*** THE DATA Section Begins ***
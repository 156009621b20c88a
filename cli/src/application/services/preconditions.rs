//! Application service — precondition check use-case.

use anyhow::{Context, Result};

use crate::application::ports::LocalFs;
use crate::domain::{DeployConfig, PreconditionError};

/// Verify the compose CLI binary and the compose descriptor are present.
///
/// Never returns `Ok(false)`: a missing prerequisite is an error, so the
/// pipeline halts on the unexpected-failure path.
///
/// # Errors
///
/// Returns [`PreconditionError`] if either prerequisite is missing, or an
/// I/O error if `work_dir` cannot be listed.
pub fn check_preconditions(fs: &impl LocalFs, config: &DeployConfig) -> Result<bool> {
    if !fs.is_file(&config.compose_exe) {
        return Err(PreconditionError::ComposeExeMissing(config.compose_exe.clone()).into());
    }

    let entries = fs
        .list_dir(&config.work_dir)
        .with_context(|| format!("listing {}", config.work_dir.display()))?;
    if !entries.iter().any(|name| *name == config.compose_file) {
        return Err(PreconditionError::ComposeFileMissing {
            file: config.compose_file.clone(),
            dir: config.work_dir.clone(),
        }
        .into());
    }

    tracing::debug!(
        compose_exe = %config.compose_exe.display(),
        compose_file = %config.compose_path().display(),
        "preconditions satisfied"
    );
    Ok(true)
}
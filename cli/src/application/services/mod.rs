//! Application services — use-case orchestration.
//!
//! Each service module implements a single use-case by composing domain logic
//! with port trait calls. Services import only from `crate::domain` and
//! `crate::application::ports` — never from `crate::infra`, `crate::commands`,
//! or `crate::output`.

pub mod asset_sync;
pub mod compose;
pub mod config_service;
pub mod deploy;
pub mod health_poll;
pub mod preconditions;
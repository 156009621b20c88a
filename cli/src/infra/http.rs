//! HTTP infrastructure — implements `HealthProbe` and `Downloader` with ureq.
//!
//! ureq is blocking, so every call is moved onto the blocking pool with
//! `spawn_blocking` and awaited right away.

use std::path::{Path, PathBuf};
use std::time::Duration;

use anyhow::{Context, Result};

use crate::application::ports::{Downloader, HealthProbe};
use crate::domain::ProbeResult;

/// Connect timeout for a single health probe.
const PROBE_CONNECT_TIMEOUT: Duration = Duration::from_secs(2);

/// Overall timeout for a single health probe.
const PROBE_TIMEOUT: Duration = Duration::from_secs(5);

/// ureq-backed HTTP client.
///
/// Probes use short timeouts so one hung request cannot outlive the poll
/// deadline by much. Downloads have no timeout.
#[derive(Clone)]
pub struct UreqHttp {
    probe_agent: ureq::Agent,
    download_agent: ureq::Agent,
}

impl Default for UreqHttp {
    fn default() -> Self {
        Self::new()
    }
}

impl UreqHttp {
    #[must_use]
    pub fn new() -> Self {
        Self {
            probe_agent: ureq::AgentBuilder::new()
                .timeout_connect(PROBE_CONNECT_TIMEOUT)
                .timeout(PROBE_TIMEOUT)
                .build(),
            download_agent: ureq::AgentBuilder::new().build(),
        }
    }
}

fn probe_blocking(agent: &ureq::Agent, url: &str) -> ProbeResult {
    match agent.get(url).call() {
        Ok(response) => ProbeResult::Responded(response.status()),
        Err(ureq::Error::Status(code, _)) => ProbeResult::Responded(code),
        Err(ureq::Error::Transport(transport)) => ProbeResult::Unreachable {
            reason: transport.to_string(),
        },
    }
}

fn download_blocking(agent: &ureq::Agent, url: &str, dest: &Path) -> Result<u64> {
    let response = match agent.get(url).call() {
        Ok(r) => r,
        Err(ureq::Error::Status(code, _)) => anyhow::bail!("Download failed: HTTP {code}"),
        Err(e) => return Err(e).context("Download failed"),
    };

    let mut file = std::fs::File::create(dest)
        .with_context(|| format!("creating {}", dest.display()))?;
    let mut reader = response.into_reader();
    std::io::copy(&mut reader, &mut file).context("Download interrupted")
}

impl HealthProbe for UreqHttp {
    async fn probe(&self, url: &str) -> ProbeResult {
        let agent = self.probe_agent.clone();
        let url = url.to_string();
        tokio::task::spawn_blocking(move || probe_blocking(&agent, &url))
            .await
            .unwrap_or_else(|e| ProbeResult::Unreachable {
                reason: format!("probe task failed: {e}"),
            })
    }
}

impl Downloader for UreqHttp {
    async fn download(&self, url: &str, dest: &Path) -> Result<u64> {
        let agent = self.download_agent.clone();
        let url = url.to_string();
        let dest: PathBuf = dest.to_path_buf();
        tokio::task::spawn_blocking(move || download_blocking(&agent, &url, &dest))
            .await
            .context("spawn_blocking for download")?
    }
}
*** THE DATA Section Ends ***
- WORK REQUEST
Each entry above is to be returned exactly as given.

- SOLUTION FOR THIS TASK
repository 156009621b20c88a
filename cli/src/application/services/preconditions.rs
//! Application service — precondition check use-case.

use anyhow::{Context, Result};

use crate::application::ports::LocalFs;
use crate::domain::{DeployConfig, PreconditionError};

/// Verify the compose CLI binary and the compose descriptor are present.
///
/// Never returns `Ok(false)`: a missing prerequisite is an error, so the
/// pipeline halts on the unexpected-failure path.
///
/// # Errors
///
/// Returns [`PreconditionError`] if either prerequisite is missing, or an
/// I/O error if `work_dir` cannot be listed.
pub fn check_preconditions(fs: &impl LocalFs, config: &DeployConfig) -> Result<bool> {
    if !fs.is_file(&config.compose_exe) {
        return Err(PreconditionError::ComposeExeMissing(config.compose_exe.clone()).into());
    }

    let entries = fs
        .list_dir(&config.work_dir)
        .with_context(|| format!("listing {}", config.work_dir.display()))?;
    if !entries.iter().any(|name| *name == config.compose_file) {
        return Err(PreconditionError::ComposeFileMissing {
            file: config.compose_file.clone(),
            dir: config.work_dir.clone(),
        }
        .into());
    }

    tracing::debug!(
        compose_exe = %config.compose_exe.display(),
        compose_file = %config.compose_path().display(),
        "preconditions satisfied"
    );
    Ok(true)
}
filename cli/src/application/services/mod.rs
//! Application services — use-case orchestration.
//!
//! Each service module implements a single use-case by composing domain logic
//! with port trait calls. Services import only from `crate::domain` and
//! `crate::application::ports` — never from `crate::infra`, `crate::commands`,
//! or `crate::output`.

pub mod asset_sync;
pub mod compose;
pub mod config_service;
pub mod deploy;
pub mod health_poll;
pub mod preconditions;
repository 156009621b20c88a
filename cli/src/infra/http.rs
//! HTTP infrastructure — implements `HealthProbe` and `Downloader` with ureq.
//!
//! ureq is blocking, so every call is moved onto the blocking pool with
//! `spawn_blocking` and awaited right away.

use std::path::{Path, PathBuf};
use std::time::Duration;

use anyhow::{Context, Result};

use crate::application::ports::{Downloader, HealthProbe};
use crate::domain::ProbeResult;

/// Connect timeout for a single health probe.
const PROBE_CONNECT_TIMEOUT: Duration = Duration::from_secs(2);

/// Overall timeout for a single health probe.
const PROBE_TIMEOUT: Duration = Duration::from_secs(5);

/// ureq-backed HTTP client.
///
/// Probes use short timeouts so one hung request cannot outlive the poll
/// deadline by much. Downloads have no timeout.
#[derive(Clone)]
pub struct UreqHttp {
    probe_agent: ureq::Agent,
    download_agent: ureq::Agent,
}

impl Default for UreqHttp {
    fn default() -> Self {
        Self::new()
    }
}

impl UreqHttp {
    #[must_use]
    pub fn new() -> Self {
        Self {
            probe_agent: ureq::AgentBuilder::new()
                .timeout_connect(PROBE_CONNECT_TIMEOUT)
                .timeout(PROBE_TIMEOUT)
                .build(),
            download_agent: ureq::AgentBuilder::new().build(),
        }
    }
}

fn probe_blocking(agent: &ureq::Agent, url: &str) -> ProbeResult {
    match agent.get(url).call() {
        Ok(response) => ProbeResult::Responded(response.status()),
        Err(ureq::Error::Status(code, _)) => ProbeResult::Responded(code),
        Err(ureq::Error::Transport(transport)) => ProbeResult::Unreachable {
            reason: transport.to_string(),
        },
    }
}

fn download_blocking(agent: &ureq::Agent, url: &str, dest: &Path) -> Result<u64> {
    let response = match agent.get(url).call() {
        Ok(r) => r,
        Err(ureq::Error::Status(code, _)) => anyhow::bail!("Download failed: HTTP {code}"),
        Err(e) => return Err(e).context("Download failed"),
    };

    let mut file = std::fs::File::create(dest)
        .with_context(|| format!("creating {}", dest.display()))?;
    let mut reader = response.into_reader();
    std::io::copy(&mut reader, &mut file).context("Download interrupted")
}

impl HealthProbe for UreqHttp {
    async fn probe(&self, url: &str) -> ProbeResult {
        let agent = self.probe_agent.clone();
        let url = url.to_string();
        tokio::task::spawn_blocking(move || probe_blocking(&agent, &url))
            .await
            .unwrap_or_else(|e| ProbeResult::Unreachable {
                reason: format!("probe task failed: {e}"),
            })
    }
}

impl Downloader for UreqHttp {
    async fn download(&self, url: &str, dest: &Path) -> Result<u64> {
        let agent = self.download_agent.clone();
        let url = url.to_string();
        let dest: PathBuf = dest.to_path_buf();
        tokio::task::spawn_blocking(move || download_blocking(&agent, &url, &dest))
            .await
            .context("spawn_blocking for download")?
    }
}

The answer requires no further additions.